PÁJARO FALLING
first performed on August, 25 2018
Marble House Project, Dorset, VT
performed once in 2018
ALEXIS RUISECO-LOMBERA
Brooklyn, NY
alexisruiseco.com
PÁJARO FALLING
ALEXIS RUISECO-LOMBERA
“Pájaro Falling” is a site specific performance about my failure within Cubanidad, and the conditions of hyper-visibility within queer and trans cultural production. I carried a pool of blood and white hydrangeas in a transparent tarp through two wooden arches, and across the garden. Pausing in front of the greenhouse, I applied the blood all over my head and exposed chest, and hung the tarp between two wooden beams inside the greenhouse. Disidentifying with the Cuban militant, inspired by the guerrilla style of Vaginal Davis’s ground-level cultural terrorism and Jose Esteban-Muñoz’s theory of disidentification, I began to move through various military formations, walks, and exercises behind the tarp and glass. Using the transparency and opacity of the tarp and greenhouse, I strategized modes of survival and servitude in a cultural sphere that is structured to erase queer and trans bodies.

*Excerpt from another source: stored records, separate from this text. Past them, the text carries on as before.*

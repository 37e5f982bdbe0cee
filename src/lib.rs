//! `Nightlight` - Availability status service for student-run listening lines
//!
//! Each nightline publishes one status out of a shared catalog (with German and English
//! descriptions) and a "now" flag. Changing the status can post a matching story slide to
//! the nightline's Instagram account through an external gateway. The crate provides the
//! registry and catalog logic over SeaORM plus an axum HTTP surface.

// Deny the most critical lints that could lead to bugs or security issues
#![deny(
    // Security and correctness
    unsafe_code,
    unsafe_op_in_unsafe_fn,

    // Code quality - things that are almost always bugs
    unreachable_code,
    unreachable_patterns,
    unused_must_use,

    // Documentation - broken links are bugs
    rustdoc::broken_intra_doc_links,
    rustdoc::private_intra_doc_links,
)]
// Warn on things that should be fixed but aren't necessarily bugs
#![warn(
    // Documentation - missing docs should be added gradually
    missing_docs,

    // Clippy categories for overall code quality
    clippy::all,
    clippy::pedantic,
    clippy::nursery,

    // Performance
    clippy::inefficient_to_string,
    clippy::large_types_passed_by_value,
    clippy::needless_pass_by_value,
    clippy::unnecessary_wraps,

    // Correctness
    clippy::clone_on_ref_ptr,
    clippy::dbg_macro,
    clippy::exit,
    clippy::expect_used,
    clippy::float_cmp,
    clippy::panic,
    clippy::todo,
    clippy::unimplemented,
    clippy::unwrap_used,

    // Complexity and readability
    clippy::cognitive_complexity,
    clippy::large_enum_variant,
    clippy::match_same_arms,
    clippy::too_many_lines,

    // Style consistency
    clippy::enum_glob_use,
    clippy::inconsistent_struct_constructor,
    clippy::missing_errors_doc,
    clippy::missing_panics_doc,
    clippy::must_use_candidate,
    clippy::redundant_closure_for_method_calls,
    clippy::semicolon_if_nothing_returned,
    clippy::wildcard_imports,

    // Future compatibility
    future_incompatible,
    rust_2018_idioms,
)]
// Allow some pedantic lints that are too noisy or not applicable
#![allow(
    clippy::module_name_repetitions,  // Common pattern in Rust
    clippy::missing_errors_doc,        // Will add gradually
    clippy::missing_panics_doc,        // Will add gradually
)]

/// HTTP routes, authorization and server startup
pub mod api;
/// Configuration management for database and application settings
pub mod config;
/// Core business logic - framework-agnostic registry, catalog and story operations
pub mod core;
/// Password encryption for stored external account credentials
pub mod crypto;
/// SeaORM entity definitions for database tables
pub mod entities;
/// Unified error types and result handling
pub mod errors;
/// Slide file storage
pub mod storage;
/// Clients for the external story platform
pub mod story;

#[cfg(test)]
pub mod test_utils;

This performance was a response to my entanglements with contact, conflict, violence, and intimacy, and how I fail and fall within Cubanidad for being both non-binary and Cuban. Considering the relationship between visibility and affect, and abjection, I am questioning what it means to be a citizen and how (imaginary) borders are constructed. What bodies have the right to camouflage and concealment, while others exist within the conditions of hyper-visibility? Deconstructing mechanisms of power and dominance, I begin to vogue and push through the tarp as I look for an exit. Recognizing and confronting the vulnerability of trans life, I am transforming sites of marginality, violence, and oppression into resistance and resilience. I negotiate disparate forms of liminality, as they intersect borders, translations, and migrations (of language, concepts, and identities). Acknowledging and responding to the power of death, I am validating, illuminating, and igniting trans possibility within Cubanidad.